Over several weeks, a British glaciologist (Kieran O'Brien) goes to rock concerts with a free-spirited American chick (Margo Stilley), and then they have sex in his room. That's pretty much the plot of this already notorious film, from 24-Hour Party People director Michael Winterbottom, which lives up to its claims for having the most explicit, unsimulated sex scenes of any nonpornographic film. With starkly beautiful images of the Antarctic landscape, exciting rock performances and uninhibited sexuality, 9 Songs clearly strives to be a sensual feast of photography, music and eroticism.

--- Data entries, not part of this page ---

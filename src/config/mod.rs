pub mod subsystems;

use serde::{Serialize, Deserialize};
use std::path::Path;
use std::fs;
use crate::error::Result;
use log::{info, warn, trace};

pub trait FromIni {
    fn from_ini_section(&mut self, section_name: &str, key: &str, value: &str) -> Option<Result<()>>;
}

#[derive(Debug, Clone, Default, Serialize, Deserialize)]
pub struct TypeFinderConfig {
    pub parser: subsystems::ParserConfig,
    pub collector: subsystems::CollectorConfig,
    pub selector: subsystems::SelectorConfig,
    pub rules: subsystems::RuleConfig,
}

impl TypeFinderConfig {
    pub fn validate(&self) -> Result<()> {
        self.parser.validate()?;
        self.collector.validate()?;
        self.selector.validate()?;
        self.rules.validate()?;
        Ok(())
    }

    pub fn from_ini<P: AsRef<Path>>(path: P) -> Result<Self> {
        trace!("Loading configuration from: {:?}", path.as_ref());
        let content = fs::read_to_string(&path)?;
        Self::from_ini_str(&content)
    }

    /// Parses INI text. Unknown keys are reported and skipped; a value that
    /// fails to parse is returned as an error.
    pub fn from_ini_str(content: &str) -> Result<Self> {
        let mut config = Self::default();
        let mut current_section = String::new();

        for (line_num, line) in content.lines().enumerate() {
            let line = line.trim();
            if line.is_empty() || line.starts_with('#') || line.starts_with(';') {
                continue;
            }

            if line.starts_with('[') && line.ends_with(']') {
                current_section = line[1..line.len() - 1].trim().to_string();
                trace!("  Line {}: Found section: [{}]", line_num + 1, current_section);
                continue;
            }

            if let Some((key, value)) = line.split_once('=') {
                let key = key.trim();
                let value = value.trim();

                // Delegate to appropriate subsystem config
                if let Some(result) = match current_section.as_str() {
                    "text_processing" => config.parser.from_ini_section(&current_section, key, value),
                    "collector" => config.collector.from_ini_section(&current_section, key, value),
                    "selector" => config.selector.from_ini_section(&current_section, key, value),
                    "rules" => config.rules.from_ini_section(&current_section, key, value),
                    _ => None,
                } {
                    if let Err(e) = result {
                        warn!("Error processing config key {}={} on line {}: {}", key, value, line_num + 1, e);
                        return Err(e);
                    }
                } else {
                    warn!("Unrecognized config key: {}={} in section [{}]", key, value, current_section);
                }
            }
        }

        config.validate()?;
        info!("Configuration loaded: {}", config.describe());
        Ok(config)
    }

    pub fn describe(&self) -> String {
        format!(
            "{}; {}; {}; {}",
            self.parser.describe(),
            self.collector.describe(),
            self.selector.describe(),
            self.rules.describe()
        )
    }
}

/// Parses a comma-separated INI list, dropping blank items.
pub(crate) fn parse_list(value: &str) -> Vec<String> {
    value
        .trim_matches('"')
        .split(',')
        .map(|item| item.trim().to_string())
        .filter(|item| !item.is_empty())
        .collect()
}

/// Parses an INI boolean flag for the given key.
pub(crate) fn parse_flag(key: &str, value: &str) -> Result<bool> {
    value.parse().map_err(|_| {
        crate::error::Error::Config(format!("Invalid {} value (must be true/false): {}", key, value))
    })
}
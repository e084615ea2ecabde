// src/ngram/generator/core.rs

use log::debug;

use crate::parser::TextParser;
use crate::config::subsystems::CollectorConfig;

// Corpora smaller than this are always processed sequentially
pub const MIN_PARALLEL_NAMES: usize = 10_000;

pub struct NGramGenerator<P: TextParser> {
    pub(crate) parser: P,
    pub(crate) config: CollectorConfig,
}

impl<P: TextParser + Sync + Send> NGramGenerator<P> {
    pub fn new(parser: P, config: CollectorConfig) -> Self {
        Self { parser, config }
    }

    pub fn parser(&self) -> &P {
        &self.parser
    }

    pub fn config(&self) -> &CollectorConfig {
        &self.config
    }

    /// Minimum number of names an n-gram must appear in to be kept.
    ///
    /// `min_support_ratio × number_of_names`, rounded half to even.
    pub fn minimum_support(&self, number_of_names: usize) -> usize {
        let support = (self.config.min_support_ratio * number_of_names as f64).round_ties_even();
        debug!("Minimum support for {} names: {}", number_of_names, support);
        support as usize
    }

    pub(crate) fn should_parallelize(&self, number_of_names: usize) -> bool {
        self.config.use_parallel && self.config.thread_count > 1 && number_of_names >= MIN_PARALLEL_NAMES
    }
}
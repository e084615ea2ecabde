// src/config/subsystems/selector.rs

use serde::{Serialize, Deserialize};
use std::fmt;
use crate::error::{Error, Result};
use crate::config::{FromIni, parse_flag};

/// How the selector derives its minimum count.
#[derive(Debug, Clone, Copy, PartialEq, Serialize, Deserialize)]
pub enum Threshold {
    /// Keep roughly the `max_types` most frequent phrases.
    TopK,
    /// Fraction of the surviving names, in `[0, 1)`.
    Fraction(f64),
    /// Absolute number of names, at least 1.
    Count(usize),
}

impl Default for Threshold {
    fn default() -> Self {
        Self::TopK
    }
}

impl Threshold {
    /// Interprets a numeric threshold the way callers usually pass it:
    /// values in `[0, 1)` are fractions, whole numbers `>= 1` are counts.
    pub fn from_value(value: f64) -> Result<Self> {
        if value.is_nan() || value < 0.0 {
            return Err(Error::threshold(format!("{} is neither a fraction in [0, 1) nor a whole count >= 1", value)));
        }
        if value < 1.0 {
            return Ok(Self::Fraction(value));
        }
        if value.is_finite() && value.fract() == 0.0 {
            return Ok(Self::Count(value as usize));
        }
        Err(Error::threshold(format!("{} is neither a fraction in [0, 1) nor a whole count >= 1", value)))
    }

    pub fn validate(&self) -> Result<()> {
        match *self {
            Self::TopK => Ok(()),
            Self::Fraction(f) if (0.0..1.0).contains(&f) => Ok(()),
            Self::Fraction(f) => Err(Error::threshold(format!("fraction must be in [0, 1), got {}", f))),
            Self::Count(0) => Err(Error::threshold("count threshold must be at least 1")),
            Self::Count(_) => Ok(()),
        }
    }
}

impl std::str::FromStr for Threshold {
    type Err = Error;

    fn from_str(s: &str) -> Result<Self> {
        match s.trim().to_lowercase().as_str() {
            "" | "none" | "auto" | "top" => Ok(Self::TopK),
            other => {
                let value: f64 = other
                    .parse()
                    .map_err(|_| Error::threshold(format!("not a number: {}", s)))?;
                Self::from_value(value)
            }
        }
    }
}

impl fmt::Display for Threshold {
    fn fmt(&self, f: &mut fmt::Formatter<'_>) -> fmt::Result {
        match self {
            Self::TopK => write!(f, "top-k"),
            Self::Fraction(v) => write!(f, "{}", v),
            Self::Count(c) => write!(f, "{}", c),
        }
    }
}

#[derive(Debug, Clone, Serialize, Deserialize)]
pub struct SelectorConfig {
    pub thres: Threshold,
    pub max_types: usize,
    pub return_proportion: bool,
    pub no_full_match: bool,
}

impl Default for SelectorConfig {
    fn default() -> Self {
        Self {
            thres: Threshold::TopK,
            max_types: 20,
            return_proportion: false,
            no_full_match: false,
        }
    }
}

impl FromIni for SelectorConfig {
    fn from_ini_section(&mut self, section_name: &str, key: &str, value: &str) -> Option<Result<()>> {
        if section_name != "selector" {
            return None;
        }

        match key {
            "thres" | "threshold" => Some(value.parse::<Threshold>().map(|thres| {
                self.thres = thres;
            })),
            "max_types" => {
                match value.parse() {
                    Ok(max_types) => {
                        self.max_types = max_types;
                        Some(Ok(()))
                    },
                    Err(_) => Some(Err(Error::Config(
                        format!("Invalid max_types (must be a non-negative integer): {}", value)
                    ))),
                }
            },
            "return_proportion" => Some(parse_flag(key, value).map(|flag| {
                self.return_proportion = flag;
            })),
            "no_full_match" => Some(parse_flag(key, value).map(|flag| {
                self.no_full_match = flag;
            })),
            _ => None,
        }
    }
}

impl SelectorConfig {
    pub fn validate(&self) -> Result<()> {
        self.thres.validate()
    }

    pub fn describe(&self) -> String {
        format!(
            "threshold {}, max {} types{}{}",
            self.thres,
            self.max_types,
            if self.return_proportion { ", with proportions" } else { "" },
            if self.no_full_match { ", excluding full-name matches" } else { "" }
        )
    }
}

#[cfg(test)]
mod tests {
    use super::*;

    #[test]
    fn numeric_thresholds_are_classified() {
        assert_eq!(Threshold::from_value(0.05).unwrap(), Threshold::Fraction(0.05));
        assert_eq!(Threshold::from_value(0.0).unwrap(), Threshold::Fraction(0.0));
        assert_eq!(Threshold::from_value(3.0).unwrap(), Threshold::Count(3));
        assert!(Threshold::from_value(2.5).is_err());
        assert!(Threshold::from_value(-0.1).is_err());
        assert!(Threshold::from_value(f64::NAN).is_err());
    }

    #[test]
    fn threshold_parses_from_text() {
        assert_eq!("none".parse::<Threshold>().unwrap(), Threshold::TopK);
        assert_eq!("0.25".parse::<Threshold>().unwrap(), Threshold::Fraction(0.25));
        assert_eq!("7".parse::<Threshold>().unwrap(), Threshold::Count(7));
        assert!("abc".parse::<Threshold>().is_err());
    }

    #[test]
    fn out_of_range_variants_fail_validation() {
        assert!(Threshold::Fraction(1.5).validate().is_err());
        assert!(Threshold::Count(0).validate().is_err());
        assert!(Threshold::Count(1).validate().is_ok());
    }
}
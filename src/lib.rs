//! typefinder discovers recurring "type" phrases in lists of names, such as
//! "district hospital" or "health centre" in a register of facility names,
//! and matches names back against the discovered vocabulary.
//!
//! Extraction is deterministic and frequency driven: names are normalized,
//! their word n-grams are counted by document frequency, counts of phrases
//! nested inside longer matches are corrected, and the most frequent phrases
//! are selected and tidied by a normalization rule.

// Module declarations
pub mod error;
pub mod parser;
pub mod ngram;
pub mod extractor;
pub mod rules;
pub mod matcher;
pub mod utils;
pub mod config;
pub mod types;

// Re-exports
pub use error::{Error, Result};
pub use extractor::{TypeExtractor, extract_types};
pub use matcher::{match_type_string, TypeMatcher, TypeVocabulary, NO_MATCH};
pub use rules::{NormalizationRule, AffixRule, NoRule};
pub use types::{NameValue, TypeCount, ExtractedType};
pub use config::subsystems::Threshold;

// Re-export the config from config module
pub use config::TypeFinderConfig;
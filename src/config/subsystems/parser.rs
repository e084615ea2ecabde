// src/config/subsystems/parser.rs

use serde::{Serialize, Deserialize};
use crate::error::Result;
use crate::config::{FromIni, parse_flag};

#[derive(Debug, Clone, Serialize, Deserialize)]
pub struct ParserConfig {
    /// Decompose accented letters and drop the combining marks, so that
    /// "hôpital" and "hopital" normalize to the same token.
    pub fold_accents: bool,
}

impl Default for ParserConfig {
    fn default() -> Self {
        Self {
            fold_accents: true,
        }
    }
}

impl FromIni for ParserConfig {
    fn from_ini_section(&mut self, section_name: &str, key: &str, value: &str) -> Option<Result<()>> {
        if section_name != "text_processing" {
            return None;
        }

        match key {
            "fold_accents" => Some(parse_flag(key, value).map(|flag| {
                self.fold_accents = flag;
            })),
            _ => None,
        }
    }
}

impl ParserConfig {
    pub fn validate(&self) -> Result<()> {
        Ok(())
    }

    pub fn describe(&self) -> String {
        if self.fold_accents {
            "folding accents, lowercasing, removing punctuation".to_string()
        } else {
            "lowercasing, removing punctuation and accented letters".to_string()
        }
    }
}
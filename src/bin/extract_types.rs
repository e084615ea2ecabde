use std::io::Write;
use std::path::PathBuf;

use chrono::Local;
use clap::Parser;
use log::{info, warn};
use typefinder::{
    Result,
    Threshold,
    TypeExtractor,
    TypeFinderConfig,
    TypeMatcher,
    TypeVocabulary,
    NO_MATCH,
    parser::LatinParser,
    types::NameValue,
    utils::{loader, table::format_table},
};

/// Discover recurring type phrases in a list of names.
#[derive(Debug, Parser)]
#[command(name = "extract_types", version)]
struct Args {
    /// Text file with one name per line, or a CSV file with --column
    input: PathBuf,

    /// Read names from this column of a CSV file
    #[arg(long)]
    column: Option<String>,

    /// INI configuration file
    #[arg(long)]
    config: Option<PathBuf>,

    /// Threshold: a fraction in [0, 1), a whole count >= 1, or "none"
    #[arg(long)]
    thres: Option<Threshold>,

    /// Number of types to keep when no threshold is given
    #[arg(long)]
    max_types: Option<usize>,

    /// Include each type's share of the names
    #[arg(long)]
    proportion: bool,

    /// Drop types that are identical to an entire name
    #[arg(long)]
    no_full_match: bool,

    /// Report phrases without prefix/suffix stripping
    #[arg(long)]
    no_rule: bool,

    /// Print JSON lines instead of a table
    #[arg(long)]
    json: bool,

    /// After extraction, print the matched type of every name
    #[arg(long)]
    match_names: bool,
}

fn load_config(args: &Args) -> Result<TypeFinderConfig> {
    let mut config = match &args.config {
        Some(path) => TypeFinderConfig::from_ini(path)?,
        None => TypeFinderConfig::default(),
    };

    if let Some(thres) = args.thres {
        config.selector.thres = thres;
    }
    if let Some(max_types) = args.max_types {
        config.selector.max_types = max_types;
    }
    config.selector.return_proportion |= args.proportion;
    config.selector.no_full_match |= args.no_full_match;
    config.collector.adjust_thread_count();
    config.validate()?;
    Ok(config)
}

fn init_logging(config: &TypeFinderConfig) {
    let mut builder = env_logger::Builder::new();
    builder
        .format(|buf, record| {
            writeln!(buf,
                "{} [{}] - {}",
                Local::now().format("%Y-%m-%d %H:%M:%S"),
                record.level(),
                record.args()
            )
        })
        .filter(None, config.collector.get_log_level());
    if let Ok(filters) = std::env::var("RUST_LOG") {
        builder.parse_filters(&filters);
    }
    builder.init();
}

fn main() -> Result<()> {
    let args = Args::parse();
    let config = load_config(&args)?;
    init_logging(&config);
    info!("Starting type extraction: {}", config.describe());

    let names: Vec<NameValue> = match &args.column {
        Some(column) => loader::read_csv_column(&args.input, column)?,
        None => loader::read_name_lines(&args.input)?,
    };
    if names.is_empty() {
        warn!("No names found in {:?}", args.input);
    }

    let parser_config = config.parser.clone();
    let mut extractor = TypeExtractor::new(config)?;
    if args.no_rule {
        extractor = extractor.without_rule();
    }
    let types = extractor.extract(names.iter().cloned())?;

    let stdout = std::io::stdout();
    let mut out = stdout.lock();
    if args.json {
        for extracted in &types {
            writeln!(out, "{}", serde_json::to_string(extracted)?)?;
        }
    } else {
        write!(out, "{}", format_table(&types))?;
    }

    if args.match_names {
        let matcher = TypeMatcher::new(LatinParser::new(parser_config), TypeVocabulary::from_extracted(&types));
        writeln!(out)?;
        for name in names.iter().filter_map(NameValue::as_text) {
            let matched = matcher.match_name(&name).unwrap_or(NO_MATCH);
            writeln!(out, "{}\t{}", name, matched)?;
        }
    }

    Ok(())
}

But we never give a damn about the couple: We only hear snippets of bland conversation, and the bedroom gymnastics are edited too quickly to convey any insight into their relationship. Curiosity-seekers won't be able to resist checking out 9 Songs, but you end up enjoying the groovy performances by Franz Ferdinand, Primal Scream and the Dandy Warhols more than the sex acts of the vacuous hedonists. Winterbottom's erotic ideas amount to "Here are the naughty bits, and later we'll show you how they fit together." Perhaps 9 Songs should have been titled 24-Hour Pubic People. Sun., June 12 at 5 p.m. Landmark Midtown Art Cinema, 931 Monroe Drive. 678-495-1424. www.landmarktheaters.com.